Boardman and TVWorks Ltd - 2011-167
- Peter Radich (Chair)
- Leigh Pearson
- Te Raumawhitu Kupenga
- Mary Anne Shanahan
- Ralph Boardman
Channel/StationTV3 # 3
Complaint under section 8(1B)(b)(i) of the Broadcasting Act 1989
Nightline – item reported that Jeremy Clarkson had apologised for his comments that striking workers should be shot – allegedly in breach of law and order, discrimination and denigration, and violence standards
Standard 2 (law and order) – item was a straightforward news report about Mr Clarkson’s comments – broadcasting the comments did not encourage viewers to break the law – not upheld
Standard 7 (discrimination and denigration) – re-broadcasting Mr Clarkson’s comments did not encourage the denigration of, or discrimination against, a section of the community – not upheld
Standard 10 (violence) – item did not contain any violence – not upheld
This headnote does not form part of the decision
 An item on Nightline, broadcast on TV3 at 10.45pm on 2 December 2011, reported on controversial comments made by British television presenter Jeremy Clarkson, that striking workers should be shot. The item was introduced as follows:
Top Gear presenter Jeremy Clarkson has apologised after saying that workers who went on strike in Britain should be shot. But his act of contrition has been dismissed as half-hearted and there are growing calls for Clarkson to be sacked.
 As part of the item, Mr Clarkson’s original comments were broadcast, in which he said, “...I’d have them all shot. I would take them outside and execute them in front of their families”. The item also broadcast a statement from Mr Clarkson which said, “I didn’t for a moment intend these remarks to be taken seriously – as I believe is clear if they’re seen in context. If the BBC and I have caused any offence, I’m quite happy to apologise for it alongside them.”
 Ralph Boardman made a formal complaint to TVWorks Ltd, the broadcaster, alleging that the item, and in particular the broadcast of Mr Clarkson’s original comments, breached standards relating to law and order, discrimination and denigration, and violence.
 The issue is whether the item breached Standards 2 (law and order), 7 (discrimination and denigration) and 10 (violence) of the Free-to-Air Television Code of Broadcasting Practice.

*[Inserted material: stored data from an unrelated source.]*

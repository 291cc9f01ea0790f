use crate::core::{
    k8s::{corev1, netv1},
    NetworkPolicy, Pod,
};
use anyhow::{Context, Result};
use kube::{
    api::{Api, ListParams},
    Client,
};
use tokio::time;
use tracing::{debug, instrument};

/// Reads pods and network policies from a single namespace.
pub(crate) struct Cluster {
    pods: Api<corev1::Pod>,
    policies: Api<netv1::NetworkPolicy>,
    timeout: time::Duration,
}

// === impl Cluster ===

impl Cluster {
    pub(crate) fn new(client: Client, namespace: &str, timeout: time::Duration) -> Self {
        Self {
            pods: Api::namespaced(client.clone(), namespace),
            policies: Api::namespaced(client, namespace),
            timeout,
        }
    }

    #[instrument(skip(self))]
    pub(crate) async fn pods(&self) -> Result<Vec<Pod>> {
        let list = time::timeout(self.timeout, self.pods.list(&ListParams::default()))
            .await
            .context("timed out listing pods")?
            .context("failed to list pods")?;
        debug!(pods = list.items.len(), "Listed pods");
        Ok(list.items.into_iter().map(Pod::from).collect())
    }

    #[instrument(skip(self))]
    pub(crate) async fn pod(&self, name: &str) -> Result<Pod> {
        let pod = time::timeout(self.timeout, self.pods.get(name))
            .await
            .with_context(|| format!("timed out getting pod {name}"))?
            .with_context(|| format!("failed to get pod {name}"))?;
        Ok(pod.into())
    }

    #[instrument(skip(self))]
    pub(crate) async fn policies(&self) -> Result<Vec<NetworkPolicy>> {
        let list = time::timeout(self.timeout, self.policies.list(&ListParams::default()))
            .await
            .context("timed out listing network policies")?
            .context("failed to list network policies")?;
        debug!(policies = list.items.len(), "Listed network policies");
        Ok(list.items.into_iter().map(NetworkPolicy::from).collect())
    }

    #[instrument(skip(self))]
    pub(crate) async fn policy(&self, name: &str) -> Result<NetworkPolicy> {
        let np = time::timeout(self.timeout, self.policies.get(name))
            .await
            .with_context(|| format!("timed out getting network policy {name}"))?
            .with_context(|| format!("failed to get network policy {name}"))?;
        Ok(np.into())
    }
}
use crate::{
    applicability::{is_policy_applicable_to_egress, is_policy_applicable_to_ingress},
    matcher::selects,
    NetworkPolicy, Pod, Result,
};

/// Describes whether a pod is isolated in each direction, i.e. whether any policy that selects the
/// pod governs that direction.
#[derive(Copy, Clone, Debug, Default, PartialEq, Eq, serde::Serialize)]
pub struct Selected {
    pub ingress: bool,
    pub egress: bool,
}

/// Indicates whether `pod` is selected for ingress and for egress by any of `policies`.
///
/// Policies are walked in order until both directions are known to be selected.
pub fn is_pod_selected(pod: &Pod, policies: &[NetworkPolicy]) -> Result<Selected> {
    let mut selected = Selected::default();
    for policy in policies {
        if !selects(policy, pod)? {
            continue;
        }

        selected.ingress |= is_policy_applicable_to_ingress(policy);
        selected.egress |= is_policy_applicable_to_egress(policy);
        if selected == Selected::BOTH {
            break;
        }
    }
    Ok(selected)
}

/// Indicates whether `pod` is selected for ingress by any of `policies`.
///
/// Walks the same policies as [`is_pod_selected`], so both report the same result, errors included.
pub fn is_pod_selected_ingress(pod: &Pod, policies: &[NetworkPolicy]) -> Result<bool> {
    is_pod_selected(pod, policies).map(|s| s.ingress)
}

/// Indicates whether `pod` is selected for egress by any of `policies`.
pub fn is_pod_selected_egress(pod: &Pod, policies: &[NetworkPolicy]) -> Result<bool> {
    is_pod_selected(pod, policies).map(|s| s.egress)
}

// === impl Selected ===

impl Selected {
    const BOTH: Self = Self {
        ingress: true,
        egress: true,
    };
}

 We have viewed a recording of the broadcast complained about and have read the correspondence listed in the Appendix.
Did the item encourage viewers to break the law or promote criminal activity?
 The Authority has previously stated that the intent behind the law and order standard is to prevent broadcasts that encourage viewers to break the law, or otherwise promote, glamorise or condone criminal activity (see, for example, Keane and TVNZ1).

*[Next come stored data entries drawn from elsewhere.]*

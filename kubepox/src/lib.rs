//! Inspects the network policies of a Kubernetes namespace.
//!
//! Pods and policies are read from the cluster, handed to [`kubepox_core`] and the results are
//! printed to stdout. Logs go to stderr.

#![deny(warnings, rust_2018_idioms)]
#![forbid(unsafe_code)]

pub use kubepox_core as core;

mod args;
mod fetch;
mod render;

pub use self::args::Args;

 TVWorks maintained that the item did not encourage viewers to break the law. It argued that there was public interest in the comments, and the story could not be told without including the comments. It considered that the news team could not limit or filter what it reported based on an estimation of what a “mentally deranged individual” might do. In any case it considered Mr Clarkson’s comments were clearly hyperbole and most viewers would have understood they were not intended to be taken seriously.
 In our view, the item complained about was a legitimate and straightforward news report on controversial comments made by a well-known television presenter which had attracted considerable publicity. We also note that Nightline is an unclassified news programme, targeted at adults and broadcast at 10.45pm. We do not consider that reporting on the comments or re-broadcasting them in this context encouraged viewers to break the law or otherwise promoted, glamorised or condoned criminal activity.

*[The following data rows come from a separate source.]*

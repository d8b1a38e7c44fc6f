//! Post-comparison invariant checkers for correctness validation.

use std::collections::{BTreeMap, BTreeSet};

use evcmp_core::{EventFile, MismatchReport};

/// Number of records held by the configured collections of `file`.
///
/// Summary products and absent collections contribute nothing.
pub fn count_records(file: &EventFile, collections: &[String]) -> usize {
    file.events
        .iter()
        .flat_map(|event| collections.iter().filter_map(|name| event.collection(name)))
        .map(evcmp_core::Collection::len)
        .sum()
}

/// Verifies the report's counters agree with each other:
/// - `mismatched <= examined`
/// - per-collection counts sum to `mismatched`
/// - every mismatched unit has at least one listed difference
pub fn check_report_accounting(report: &MismatchReport) -> Result<(), String> {
    if report.mismatched > report.examined {
        return Err(format!(
            "mismatched({}) exceeds examined({})",
            report.mismatched, report.examined
        ));
    }

    let summed: usize = report.per_collection.values().sum();
    if summed != report.mismatched {
        return Err(format!(
            "per-collection counts sum to {summed}, report says {}",
            report.mismatched
        ));
    }

    let units: BTreeSet<(usize, &str, Option<usize>)> = report
        .mismatches
        .iter()
        .map(|m| (m.event, m.collection.as_str(), m.index))
        .collect();
    if units.len() != report.mismatched {
        return Err(format!(
            "{} distinct mismatch sites listed, report counts {}",
            units.len(),
            report.mismatched
        ));
    }
    Ok(())
}

/// Verifies comparing `file` with itself found nothing and examined every
/// record of the configured collections.
pub fn check_self_compare(
    file: &EventFile,
    collections: &[String],
    report: &MismatchReport,
) -> Result<(), String> {
    if !report.is_clean() {
        return Err(format!(
            "self-comparison has {} mismatches and {} structural errors",
            report.mismatched,
            report.structural_errors.len()
        ));
    }
    let total = count_records(file, collections);
    if report.examined != total {
        return Err(format!(
            "self-comparison examined {} of {total} records",
            report.examined
        ));
    }
    if report.events != file.events.len() {
        return Err(format!(
            "self-comparison covered {} of {} events",
            report.events,
            file.events.len()
        ));
    }
    Ok(())
}

/// Verifies the per-collection counts equal `expected` exactly.
pub fn check_expected_counts(
    report: &MismatchReport,
    expected: &BTreeMap<String, usize>,
) -> Result<(), String> {
    for (name, &want) in expected {
        let got = report.count(name);
        if got != want {
            return Err(format!("{name}: expected {want} mismatches, found {got}"));
        }
    }
    for (name, &got) in &report.per_collection {
        if got != 0 && !expected.contains_key(name) {
            return Err(format!("{name}: {got} unexpected mismatches"));
        }
    }
    Ok(())
}

#[cfg(test)]
mod tests {
    use evcmp_core::{Difference, Mismatch, Scalar};

    use super::*;

    fn mismatch(event: usize, collection: &str, index: usize) -> Mismatch {
        Mismatch {
            event,
            collection: collection.to_owned(),
            index: Some(index),
            difference: Difference::FieldMismatch {
                field: "charge".to_owned(),
                old: Some(Scalar::Int(0)),
                new: Some(Scalar::Int(1)),
            },
        }
    }

    #[test]
    fn accounting_accepts_two_differences_on_one_record() {
        let mut report = MismatchReport::new(&["muons"]);
        report.examined = 3;
        report.mismatched = 1;
        report.per_collection.insert("muons".to_owned(), 1);
        report.mismatches = vec![mismatch(0, "muons", 1), mismatch(0, "muons", 1)];
        assert_eq!(check_report_accounting(&report), Ok(()));
    }

    #[test]
    fn accounting_rejects_count_drift() {
        let mut report = MismatchReport::new(&["muons"]);
        report.examined = 3;
        report.mismatched = 2;
        report.per_collection.insert("muons".to_owned(), 1);
        report.mismatches = vec![mismatch(0, "muons", 1)];
        assert!(check_report_accounting(&report).is_err());
    }

    #[test]
    fn expected_counts_flag_extra_collections() {
        let mut report = MismatchReport::new(&["muons", "jets"]);
        report.per_collection.insert("jets".to_owned(), 2);
        let expected = BTreeMap::from([("muons".to_owned(), 0)]);
        assert!(check_expected_counts(&report, &expected).is_err());
    }
}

 We therefore decline to uphold the complaint that the item breached Standard 2 (law and order).
Did the item encourage discrimination or denigration?
 Standard 7 protects against broadcasts which encourage denigration of, or discrimination against, a section of the community.
 TVWorks argued that the story broadcast Mr Clarkson’s opinion and discussed his comments. It argued that his comments did not amount to hate speech or vitriol and that nothing in the story denigrated a “recognised section of society”.
 As noted above, the item subject to complaint was a straightforward news report. We do not consider that by simply re-broadcasting Mr Clarkson’s comments, in the context of a legitimate news item, TVWorks encouraged denigration or discrimination against a section of the community. We therefore decline to uphold the complaint under Standard 7.
Did the broadcaster exercise adequate care and discretion when dealing with the issue of violence?
 Standard 10 states that broadcasters should exercise care and discretion when dealing with the issue of violence.
 The broadcaster argued that the suggestion of violence in Mr Clarkson’s comments was at the heart of the controversy and needed to be reported, and was therefore not gratuitous.
 In our view, the broadcast of Mr Clarkson’s comments did not amount to “violence” as envisaged by Standard 10. In any case, we reiterate that the item was broadcast at 10.45pm during an unclassified news programme targeted at an adult audience.
 We decline to uphold the complaint that the item breached Standard 10.
For the above reasons the Authority declines to uphold the complaint.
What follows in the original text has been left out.